EXERCISE DETAILS: Tell how many lines of the data below have the string "legs" in them. Say nothing more.

THE DATA:
________________________________________
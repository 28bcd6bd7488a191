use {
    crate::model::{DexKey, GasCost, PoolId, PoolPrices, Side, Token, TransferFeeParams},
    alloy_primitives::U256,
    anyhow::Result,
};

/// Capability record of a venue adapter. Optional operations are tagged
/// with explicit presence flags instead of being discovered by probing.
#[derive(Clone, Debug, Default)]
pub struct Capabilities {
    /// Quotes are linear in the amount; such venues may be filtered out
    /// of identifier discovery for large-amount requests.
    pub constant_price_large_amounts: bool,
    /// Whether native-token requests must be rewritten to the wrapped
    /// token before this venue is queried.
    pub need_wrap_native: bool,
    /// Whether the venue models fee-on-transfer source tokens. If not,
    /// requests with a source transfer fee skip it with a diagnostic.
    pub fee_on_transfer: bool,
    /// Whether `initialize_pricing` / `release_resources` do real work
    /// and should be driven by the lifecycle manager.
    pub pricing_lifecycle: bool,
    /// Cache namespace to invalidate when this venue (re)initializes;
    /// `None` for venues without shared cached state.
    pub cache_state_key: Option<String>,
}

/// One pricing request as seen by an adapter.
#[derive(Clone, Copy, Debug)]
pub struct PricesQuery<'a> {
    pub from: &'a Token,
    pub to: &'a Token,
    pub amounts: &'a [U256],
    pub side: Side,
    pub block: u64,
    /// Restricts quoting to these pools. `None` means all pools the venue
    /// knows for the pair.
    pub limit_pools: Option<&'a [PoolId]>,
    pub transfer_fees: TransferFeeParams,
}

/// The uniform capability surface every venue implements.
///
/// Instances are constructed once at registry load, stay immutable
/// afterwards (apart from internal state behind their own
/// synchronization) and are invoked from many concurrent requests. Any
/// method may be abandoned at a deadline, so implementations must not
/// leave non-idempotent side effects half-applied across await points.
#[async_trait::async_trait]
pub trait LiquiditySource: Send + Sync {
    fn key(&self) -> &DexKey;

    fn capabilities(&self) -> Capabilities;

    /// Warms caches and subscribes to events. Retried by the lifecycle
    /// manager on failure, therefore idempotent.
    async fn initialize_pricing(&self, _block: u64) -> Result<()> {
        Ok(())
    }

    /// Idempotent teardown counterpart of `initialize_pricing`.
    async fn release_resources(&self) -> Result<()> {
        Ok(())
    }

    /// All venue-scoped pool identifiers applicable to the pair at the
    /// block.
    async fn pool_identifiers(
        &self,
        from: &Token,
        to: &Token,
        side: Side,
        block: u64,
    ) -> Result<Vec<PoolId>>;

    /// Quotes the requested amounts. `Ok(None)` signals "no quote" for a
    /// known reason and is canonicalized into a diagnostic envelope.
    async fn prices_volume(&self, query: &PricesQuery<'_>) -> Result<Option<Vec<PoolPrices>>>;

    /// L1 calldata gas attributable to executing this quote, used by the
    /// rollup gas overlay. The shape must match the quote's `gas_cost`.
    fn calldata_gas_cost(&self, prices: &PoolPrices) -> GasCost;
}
________________________________________
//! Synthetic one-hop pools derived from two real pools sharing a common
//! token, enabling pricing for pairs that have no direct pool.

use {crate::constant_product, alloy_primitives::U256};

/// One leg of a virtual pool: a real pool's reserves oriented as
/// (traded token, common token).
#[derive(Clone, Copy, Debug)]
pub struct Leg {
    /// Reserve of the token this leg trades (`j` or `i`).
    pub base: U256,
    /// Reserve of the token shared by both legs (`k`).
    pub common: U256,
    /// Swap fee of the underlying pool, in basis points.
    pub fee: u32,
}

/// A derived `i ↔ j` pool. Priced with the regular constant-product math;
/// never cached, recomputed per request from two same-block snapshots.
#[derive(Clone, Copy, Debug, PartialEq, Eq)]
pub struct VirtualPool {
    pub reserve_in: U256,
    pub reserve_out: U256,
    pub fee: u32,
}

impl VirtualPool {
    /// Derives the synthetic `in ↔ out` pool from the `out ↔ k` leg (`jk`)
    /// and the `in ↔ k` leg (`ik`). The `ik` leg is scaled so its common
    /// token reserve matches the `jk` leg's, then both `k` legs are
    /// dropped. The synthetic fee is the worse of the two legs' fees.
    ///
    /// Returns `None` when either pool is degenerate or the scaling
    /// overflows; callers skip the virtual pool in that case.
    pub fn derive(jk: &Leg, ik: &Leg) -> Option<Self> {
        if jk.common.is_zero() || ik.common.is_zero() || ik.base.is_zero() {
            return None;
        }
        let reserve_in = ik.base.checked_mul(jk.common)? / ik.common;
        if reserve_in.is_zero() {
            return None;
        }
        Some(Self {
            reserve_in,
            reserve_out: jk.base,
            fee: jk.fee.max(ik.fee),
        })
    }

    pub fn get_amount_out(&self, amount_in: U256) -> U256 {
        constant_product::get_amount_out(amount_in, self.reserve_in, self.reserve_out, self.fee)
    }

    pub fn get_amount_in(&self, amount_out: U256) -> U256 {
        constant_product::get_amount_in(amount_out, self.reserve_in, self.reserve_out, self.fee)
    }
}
________________________________________
SOLUTION: 3